Exercise
If a line in the entries contains the string "command", include that line in your answer.

Data section
****

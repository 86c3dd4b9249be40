//! Load orchestration state machine
//!
//! Drives the close-phase protocol against the warehouse driver:
//! authenticate, select execution context, prepare the target table, stage
//! every file, issue the COPY, optionally suspend the warehouse, and release
//! the session. The session is released on every path that opened one; no
//! phase is retried. A failure partway through staging leaves a partially
//! staged set behind.

use serde::{Deserialize, Serialize};
use std::time::Instant;
use thiserror::Error;
use tracing::{debug, info, warn};

use crate::batch::Batch;
use crate::config::{AuthMode, Config, SqlType};
use crate::report::{HostEngine, Reporter};
use crate::warehouse::{ConnectRequest, DriverError, WarehouseDriver, sql};

/// Phase of the load protocol, observable for logging and tests.
#[derive(Debug, Clone, Copy, PartialEq, Eq, Default)]
pub enum LoadPhase {
    /// Nothing has run yet
    #[default]
    Idle,
    /// Opening the warehouse session
    Authenticating,
    /// Selecting context and preparing the target table
    SchemaPrepared,
    /// Uploading files into the table stage
    Staging,
    /// Issuing the load command
    Loading,
    /// Suspending the warehouse after a successful load
    Suspending,
    /// Session released; terminal
    Closed,
}

impl std::fmt::Display for LoadPhase {
    fn fmt(&self, f: &mut std::fmt::Formatter<'_>) -> std::fmt::Result {
        match self {
            LoadPhase::Idle => write!(f, "idle"),
            LoadPhase::Authenticating => write!(f, "authenticating"),
            LoadPhase::SchemaPrepared => write!(f, "schema-prepared"),
            LoadPhase::Staging => write!(f, "staging"),
            LoadPhase::Loading => write!(f, "loading"),
            LoadPhase::Suspending => write!(f, "suspending"),
            LoadPhase::Closed => write!(f, "closed"),
        }
    }
}

/// Errors raised by the load protocol, by phase.
///
/// Each carries the structured driver cause; the `Display` rendering is the
/// cause's own rendering, which is what the host sees. Every variant is
/// fatal and is followed by session release.
#[derive(Debug, Clone, Error, PartialEq, Eq)]
pub enum LoadError {
    /// Opening the session failed
    #[error("{0}")]
    Auth(DriverError),

    /// Context selection or table preparation failed
    #[error("{0}")]
    Schema(DriverError),

    /// Staging a file failed, leaving a partially staged set
    #[error("{cause}")]
    Staging { cause: DriverError, path: String },

    /// The load command failed
    #[error("{0}")]
    Load(DriverError),
}

impl LoadError {
    /// The structured driver cause, whichever phase raised it.
    pub fn cause(&self) -> &DriverError {
        match self {
            LoadError::Auth(cause)
            | LoadError::Schema(cause)
            | LoadError::Load(cause) => cause,
            LoadError::Staging { cause, .. } => cause,
        }
    }
}

/// Result type for load operations
pub type LoadResult<T> = Result<T, LoadError>;

/// Summary of one completed load.
#[derive(Debug, Clone, PartialEq, Eq, Serialize, Deserialize)]
#[serde(rename_all = "camelCase")]
pub struct LoadReport {
    /// Input records counted during collection (not warehouse row count)
    pub records_processed: usize,
    /// Files uploaded into the table stage
    pub files_staged: usize,
    /// Whether a CREATE or TRUNCATE statement ran
    pub schema_ddl_ran: bool,
    /// Whether the post-load suspend was requested but failed
    pub suspend_degraded: bool,
    /// Wall-clock duration of the protocol in milliseconds
    pub duration_ms: u64,
}

/// The state machine driving one load against one driver session.
pub struct LoadOrchestrator<'a, D: WarehouseDriver, H: HostEngine> {
    driver: &'a D,
    config: &'a Config,
    reporter: &'a mut Reporter<H>,
    phase: LoadPhase,
}

impl<'a, D: WarehouseDriver, H: HostEngine> LoadOrchestrator<'a, D, H> {
    /// Create an orchestrator in the idle phase.
    pub fn new(driver: &'a D, config: &'a Config, reporter: &'a mut Reporter<H>) -> Self {
        Self {
            driver,
            config,
            reporter,
            phase: LoadPhase::Idle,
        }
    }

    /// Current phase of the protocol.
    pub fn phase(&self) -> LoadPhase {
        self.phase
    }

    /// Run the whole protocol for a validated batch.
    ///
    /// `file_type` is the lowercased extension the batch validator returned.
    /// If the session was opened, it is released before this returns,
    /// whatever the outcome.
    pub async fn run(&mut self, batch: &Batch, file_type: &str) -> LoadResult<LoadReport> {
        let started = Instant::now();

        self.phase = LoadPhase::Authenticating;
        info!(
            driver = self.driver.driver_name(),
            account = %self.config.account,
            auth_mode = %self.config.auth_mode,
            "Opening warehouse session"
        );
        let request = ConnectRequest::new(self.config);
        if let Err(cause) = self.driver.connect(&request).await {
            self.phase = LoadPhase::Closed;
            return Err(LoadError::Auth(cause));
        }
        match self.config.auth_mode {
            AuthMode::Snowflake => self.reporter.info("Authenticated via Snowflake"),
            AuthMode::Okta => self.reporter.info("Authenticated via Okta"),
        }

        let result = self.protocol(batch, file_type).await;

        // The one step guaranteed to run for every opened session
        self.phase = LoadPhase::Closed;
        if let Err(cause) = self.driver.close().await {
            warn!("Failed to close the warehouse session: {cause}");
        }

        let mut report = result?;
        report.duration_ms = started.elapsed().as_millis() as u64;
        Ok(report)
    }

    async fn protocol(&mut self, batch: &Batch, file_type: &str) -> LoadResult<LoadReport> {
        self.phase = LoadPhase::SchemaPrepared;
        self.execute(&sql::use_warehouse(&self.config.warehouse))
            .await
            .map_err(LoadError::Schema)?;
        self.execute(&sql::use_schema(&self.config.database, &self.config.schema))
            .await
            .map_err(LoadError::Schema)?;

        let table = sql::normalize_identifier(&self.config.table, self.config.case_sensitive);
        let field = sql::normalize_identifier(&self.config.data_field, self.config.case_sensitive);

        let schema_ddl_ran = match self.config.sql_type {
            SqlType::Create => {
                self.execute(&sql::create_table(&table, &field))
                    .await
                    .map_err(LoadError::Schema)?;
                true
            }
            SqlType::Truncate => {
                self.execute(&sql::truncate_table(&table))
                    .await
                    .map_err(LoadError::Schema)?;
                true
            }
            SqlType::Append => false,
        };

        self.phase = LoadPhase::Staging;
        for path in batch.paths() {
            info!(phase = %self.phase, path = %path, "Staging file");
            self.execute(&sql::put_file(path, &table))
                .await
                .map_err(|cause| LoadError::Staging {
                    cause,
                    path: path.clone(),
                })?;
        }

        self.phase = LoadPhase::Loading;
        self.execute(&sql::copy_into(&table, file_type))
            .await
            .map_err(LoadError::Load)?;
        self.reporter
            .info(&format!("Processed {} records", format_count(batch.records())));

        let mut suspend_degraded = false;
        if self.config.suspend_warehouse_after_load {
            self.phase = LoadPhase::Suspending;
            match self
                .execute(&sql::suspend_warehouse(&self.config.warehouse))
                .await
            {
                Ok(()) => self.reporter.info("Suspended the warehouse"),
                // Loaded data stands; the degradation is reported only
                Err(cause) => {
                    warn!(phase = %self.phase, "Warehouse suspend failed: {cause}");
                    self.reporter.error(&cause.to_string());
                    suspend_degraded = true;
                }
            }
        }

        Ok(LoadReport {
            records_processed: batch.records(),
            files_staged: batch.len(),
            schema_ddl_ran,
            suspend_degraded,
            duration_ms: 0,
        })
    }

    async fn execute(&self, statement: &str) -> Result<(), DriverError> {
        debug!(phase = %self.phase, sql = %statement, "Executing statement");
        self.driver.execute(statement).await
    }
}

/// Format a count with thousands separators, e.g. `1,234,567`.
fn format_count(n: usize) -> String {
    let digits = n.to_string();
    let mut out = String::with_capacity(digits.len() + digits.len() / 3);
    for (i, c) in digits.chars().enumerate() {
        if i > 0 && (digits.len() - i) % 3 == 0 {
            out.push(',');
        }
        out.push(c);
    }
    out
}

****

Written reply
    /// Issuing the load command
    /// The load command failed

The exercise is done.